Source data
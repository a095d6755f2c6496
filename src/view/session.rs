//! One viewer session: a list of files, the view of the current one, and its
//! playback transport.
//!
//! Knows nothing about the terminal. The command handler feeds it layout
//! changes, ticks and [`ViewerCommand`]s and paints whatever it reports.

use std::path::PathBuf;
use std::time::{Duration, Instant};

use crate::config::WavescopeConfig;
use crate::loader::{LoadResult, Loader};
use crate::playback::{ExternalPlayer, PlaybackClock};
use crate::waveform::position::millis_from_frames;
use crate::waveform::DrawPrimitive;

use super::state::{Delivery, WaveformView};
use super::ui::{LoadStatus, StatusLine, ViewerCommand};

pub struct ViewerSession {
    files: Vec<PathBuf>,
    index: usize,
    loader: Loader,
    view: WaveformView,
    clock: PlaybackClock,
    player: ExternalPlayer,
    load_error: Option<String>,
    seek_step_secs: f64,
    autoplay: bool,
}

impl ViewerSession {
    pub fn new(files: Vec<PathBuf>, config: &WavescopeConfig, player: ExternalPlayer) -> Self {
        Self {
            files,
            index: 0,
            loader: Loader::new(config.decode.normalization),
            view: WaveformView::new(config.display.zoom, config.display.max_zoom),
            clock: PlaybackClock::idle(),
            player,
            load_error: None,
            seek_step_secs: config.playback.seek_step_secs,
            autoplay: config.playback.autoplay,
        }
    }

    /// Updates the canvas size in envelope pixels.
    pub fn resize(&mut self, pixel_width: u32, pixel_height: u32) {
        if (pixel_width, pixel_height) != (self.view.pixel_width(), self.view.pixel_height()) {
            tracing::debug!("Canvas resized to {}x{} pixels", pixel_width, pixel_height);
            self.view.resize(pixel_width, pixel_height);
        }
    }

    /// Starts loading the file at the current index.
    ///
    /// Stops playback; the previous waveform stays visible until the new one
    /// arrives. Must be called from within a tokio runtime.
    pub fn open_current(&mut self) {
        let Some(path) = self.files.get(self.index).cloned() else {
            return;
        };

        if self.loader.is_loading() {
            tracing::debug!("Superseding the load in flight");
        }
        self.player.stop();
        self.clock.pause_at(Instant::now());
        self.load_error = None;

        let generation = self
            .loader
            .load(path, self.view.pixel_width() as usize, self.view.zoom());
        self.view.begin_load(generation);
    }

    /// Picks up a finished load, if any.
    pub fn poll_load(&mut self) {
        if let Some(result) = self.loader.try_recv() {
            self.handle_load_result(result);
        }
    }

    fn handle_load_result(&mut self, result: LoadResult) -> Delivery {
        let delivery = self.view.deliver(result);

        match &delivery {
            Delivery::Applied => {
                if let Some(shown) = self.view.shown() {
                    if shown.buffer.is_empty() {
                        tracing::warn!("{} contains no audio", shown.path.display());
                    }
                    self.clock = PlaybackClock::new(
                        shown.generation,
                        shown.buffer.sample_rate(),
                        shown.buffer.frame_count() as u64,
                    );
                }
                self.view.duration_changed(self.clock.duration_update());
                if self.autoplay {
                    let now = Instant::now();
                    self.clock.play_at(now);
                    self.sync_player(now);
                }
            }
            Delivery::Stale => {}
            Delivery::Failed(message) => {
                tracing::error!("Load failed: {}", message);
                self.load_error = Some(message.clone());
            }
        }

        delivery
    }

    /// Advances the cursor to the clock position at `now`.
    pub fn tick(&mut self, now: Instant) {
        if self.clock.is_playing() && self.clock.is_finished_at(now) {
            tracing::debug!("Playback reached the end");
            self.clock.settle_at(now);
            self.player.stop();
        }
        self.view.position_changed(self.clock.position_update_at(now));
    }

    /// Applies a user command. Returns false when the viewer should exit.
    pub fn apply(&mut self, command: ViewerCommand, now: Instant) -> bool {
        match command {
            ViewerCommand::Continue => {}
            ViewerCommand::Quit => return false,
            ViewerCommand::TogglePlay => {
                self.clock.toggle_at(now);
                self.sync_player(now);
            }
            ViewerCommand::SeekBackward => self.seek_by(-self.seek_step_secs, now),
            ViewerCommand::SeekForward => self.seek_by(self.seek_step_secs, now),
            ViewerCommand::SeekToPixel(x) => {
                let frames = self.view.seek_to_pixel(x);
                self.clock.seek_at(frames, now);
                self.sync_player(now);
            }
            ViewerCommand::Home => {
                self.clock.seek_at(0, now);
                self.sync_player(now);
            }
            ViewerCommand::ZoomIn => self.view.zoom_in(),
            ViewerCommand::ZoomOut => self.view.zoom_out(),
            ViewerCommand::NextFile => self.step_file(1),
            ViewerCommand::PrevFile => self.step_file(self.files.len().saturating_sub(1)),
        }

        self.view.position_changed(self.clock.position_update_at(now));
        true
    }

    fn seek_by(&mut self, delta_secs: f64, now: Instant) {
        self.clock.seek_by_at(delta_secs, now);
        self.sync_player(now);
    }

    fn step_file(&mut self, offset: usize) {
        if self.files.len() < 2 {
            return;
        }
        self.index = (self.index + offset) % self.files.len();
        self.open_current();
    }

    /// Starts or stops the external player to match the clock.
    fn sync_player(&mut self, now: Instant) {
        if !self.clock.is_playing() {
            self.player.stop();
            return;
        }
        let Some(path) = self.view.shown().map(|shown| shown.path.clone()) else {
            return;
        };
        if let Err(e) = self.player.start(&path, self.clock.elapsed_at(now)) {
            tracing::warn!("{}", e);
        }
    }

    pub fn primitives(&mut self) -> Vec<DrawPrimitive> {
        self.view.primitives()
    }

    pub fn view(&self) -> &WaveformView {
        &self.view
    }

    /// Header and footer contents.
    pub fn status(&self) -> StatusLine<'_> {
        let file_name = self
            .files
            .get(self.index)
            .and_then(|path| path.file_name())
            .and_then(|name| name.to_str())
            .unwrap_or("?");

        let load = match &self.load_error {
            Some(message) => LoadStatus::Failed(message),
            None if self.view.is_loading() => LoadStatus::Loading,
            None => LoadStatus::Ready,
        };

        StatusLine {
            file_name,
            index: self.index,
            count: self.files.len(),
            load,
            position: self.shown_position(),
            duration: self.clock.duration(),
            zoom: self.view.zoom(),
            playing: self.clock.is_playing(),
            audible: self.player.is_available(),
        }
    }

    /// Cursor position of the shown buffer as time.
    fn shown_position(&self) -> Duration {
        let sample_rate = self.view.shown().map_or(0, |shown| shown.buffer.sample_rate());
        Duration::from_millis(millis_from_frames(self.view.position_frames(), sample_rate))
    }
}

▸ WORK TO BE COMPLETED
For this exercise, please output exactly the lines above starting at the line with "and footer contents." and ending at the line with "let load = match", ends included.

▸ EXERCISE SOLUTION
    /// Header and footer contents.
    pub fn status(&self) -> StatusLine<'_> {
        let file_name = self
            .files
            .get(self.index)
            .and_then(|path| path.file_name())
            .and_then(|name| name.to_str())
            .unwrap_or("?");

        let load = match &self.load_error {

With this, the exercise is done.